On n’est vraiment digne d’aborder l’examen de ces grands événements qui marquent une heure décisive dans notre histoire que si on échappe à ces divers reproches.

Ce qui frappe, avant tout, dans l’échec de mai-juin 1940, c’est sa soudaineté, sa brutalité. Qu’il ait suffi de quelques semaines de combat pour contraindre l’armée française à mettre bas les armes, quelle surprise ! Qui donc, dans les mois qui ont précédé ces heures douloureuses, eût pu le prévoir et y arrêter sa pensée ?

L’armée française ! n’est-ce pas celle-là même qui, à l’été de 1938, avait défilé à Versailles devant le roi et la reine de Grande-Bretagne et au 14 juillet 1939 sur les Champs-Élysées, donnant à tous les spectateurs l’impression d’une force qui faisait dire à l’attaché militaire allemand dans un rapport à son gouvernement : « Surtout, gardons-nous bien de nous attaquer à de tels soldats. » ?

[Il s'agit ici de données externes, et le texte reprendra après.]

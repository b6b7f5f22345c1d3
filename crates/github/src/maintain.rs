//! Keeping a single marker-tagged comment on a pull request.

use anyhow::{Context, Result, ensure};

use crate::api::RemoteApi;

#[derive(Debug, Clone, Copy, Eq, PartialEq)]
pub enum MaintainOutcome {
    Created { comment_id: u64 },
    Updated { comment_id: u64 },
}

pub fn marked_body(body: &str, marker: &str) -> String { format!("{body}\n\n{marker}") }

/// Creates the comment tagged with `marker`, or replaces the body of the existing one.
///
/// The existing comment is always rewritten, even when its content is already up to date.
pub async fn maintain_one_comment(
    api: &dyn RemoteApi,
    number: u64,
    body: &str,
    marker: &str,
) -> Result<MaintainOutcome> {
    ensure!(!marker.is_empty(), "Comment marker must not be empty");
    let pull_request = api.pull_request(number).await?;
    let comments = api
        .list_comments(pull_request.number, None)
        .await
        .with_context(|| format!("Failed to list comments of pull request #{number}"))?;
    let marked_body = marked_body(body, marker);
    match comments.iter().find(|comment| comment.body.contains(marker)) {
        Some(comment) => {
            api.update_comment(comment.id, &marked_body).await?;
            tracing::info!("Updated comment {} on pull request #{}", comment.id, number);
            Ok(MaintainOutcome::Updated { comment_id: comment.id })
        }
        None => {
            let comment = api.create_comment(pull_request.number, &marked_body).await?;
            tracing::info!("Created comment {} on pull request #{}", comment.id, number);
            Ok(MaintainOutcome::Created { comment_id: comment.id })
        }
    }
}

#[cfg(test)]
mod tests {
    use super::*;
    use crate::fake::{Call, FakeRemote, comment};

    const MARKER: &str = "<!-- dependency-report -->";

    fn marked_comments(api: &FakeRemote) -> Vec<String> {
        api.state()
            .comments
            .iter()
            .filter(|c| c.body.contains(MARKER))
            .map(|c| c.body.clone())
            .collect()
    }

    #[tokio::test]
    async fn test_creates_comment() {
        let api = FakeRemote::new(|state| {
            state.pull_requests = vec![5];
            state.comments = vec![comment(1, "Hello", 0)];
        });
        let outcome = maintain_one_comment(&api, 5, "Report", MARKER).await.unwrap();
        let MaintainOutcome::Created { comment_id } = outcome else {
            panic!("Expected a new comment, got {outcome:?}");
        };
        assert_eq!(api.comment_body(comment_id).unwrap(), format!("Report\n\n{MARKER}"));
        assert_eq!(api.comment_body(1).unwrap(), "Hello");
    }

    #[tokio::test]
    async fn test_updates_first_marked_comment() {
        let api = FakeRemote::new(|state| {
            state.pull_requests = vec![5];
            state.comments = vec![
                comment(1, "Hello", 0),
                comment(2, &format!("Old report\n\n{MARKER}"), 1),
                comment(3, &format!("Stray copy\n\n{MARKER}"), 2),
            ];
        });
        let outcome = maintain_one_comment(&api, 5, "New report", MARKER).await.unwrap();
        assert_eq!(outcome, MaintainOutcome::Updated { comment_id: 2 });
        assert_eq!(api.comment_body(2).unwrap(), format!("New report\n\n{MARKER}"));
        assert_eq!(api.comment_body(3).unwrap(), format!("Stray copy\n\n{MARKER}"));
    }

    #[tokio::test]
    async fn test_twice_keeps_single_comment() {
        let api = FakeRemote::new(|state| state.pull_requests = vec![5]);
        let first = maintain_one_comment(&api, 5, "Report", MARKER).await.unwrap();
        let second = maintain_one_comment(&api, 5, "Report", MARKER).await.unwrap();
        let MaintainOutcome::Created { comment_id } = first else {
            panic!("Expected a new comment, got {first:?}");
        };
        assert_eq!(second, MaintainOutcome::Updated { comment_id });
        assert_eq!(marked_comments(&api), vec![format!("Report\n\n{MARKER}")]);
        // Unchanged content is still written
        assert_eq!(api.writes(), vec![Call::CreateComment(5), Call::UpdateComment(comment_id)]);
    }

    #[tokio::test]
    async fn test_lists_full_history() {
        let api = FakeRemote::new(|state| state.pull_requests = vec![5]);
        maintain_one_comment(&api, 5, "Report", MARKER).await.unwrap();
        assert_eq!(api.calls()[..2], [Call::PullRequest(5), Call::ListComments(5, None)]);
    }

    #[tokio::test]
    async fn test_errors() {
        let api = FakeRemote::new(|state| state.pull_requests = vec![5]);
        assert!(maintain_one_comment(&api, 5, "Report", "").await.is_err());
        assert!(maintain_one_comment(&api, 6, "Report", MARKER).await.is_err());
        assert!(api.writes().is_empty());

        let api = FakeRemote::new(|state| {
            state.pull_requests = vec![5];
            state.fail_list_comments = true;
        });
        assert!(maintain_one_comment(&api, 5, "Report", MARKER).await.is_err());
        assert!(api.writes().is_empty());
    }
}
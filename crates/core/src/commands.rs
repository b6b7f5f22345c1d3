//! GitHub Actions workflow commands, printed to stdout for the runner to pick up.

use std::fmt::Display;

pub fn warning(message: impl Display) { println!("{}", format_command("warning", message)); }

pub fn error(message: impl Display) { println!("{}", format_command("error", message)); }

pub fn format_command(command: &str, message: impl Display) -> String {
    format!("::{command}::{}", escape_data(&message.to_string()))
}

fn escape_data(value: &str) -> String {
    value.replace('%', "%25").replace('\r', "%0D").replace('\n', "%0A")
}
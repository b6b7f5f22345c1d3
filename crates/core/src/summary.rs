use crate::{models::BuildStatuses, patch::scan_link_markdown};

/// Markdown table listing every job with its status and build scan link, in display order.
pub fn generate_scan_table(statuses: &BuildStatuses) -> String {
    let mut out = String::new();
    out.push_str("| Status | Name | Build scan |\n");
    out.push_str("| :-:  | --  | :-:  |\n");
    for build in statuses.builds() {
        out.push_str(&format!(
            "| {} | {} | {} |\n",
            build.status.emoji(),
            build.name,
            scan_link_markdown(&build.scan_link)
        ));
    }
    out
}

Une revue, dira-t-on, n’est qu’une manifestation d’apparat ; c’est en terrain varié qu’il faut juger une troupe. Or les manœuvres annuelles n’ont jamais révélé de faiblesse. J’ai pour ma part le souvenir d’avoir assisté, en 1935, aux manœuvres d’automne sur l’Aisne, auxquelles était présent le général Badoglio, chef d’état-major général de l’armée italienne ; je me trouvais également au camp de Suippes lors des évolutions effectuées devant le maréchal polonais Rydz-Smigly venu en France pour la signature des accords de Rambouillet. Tout le monde rendait alors hommage aux qualités manœuvrières de nos troupes.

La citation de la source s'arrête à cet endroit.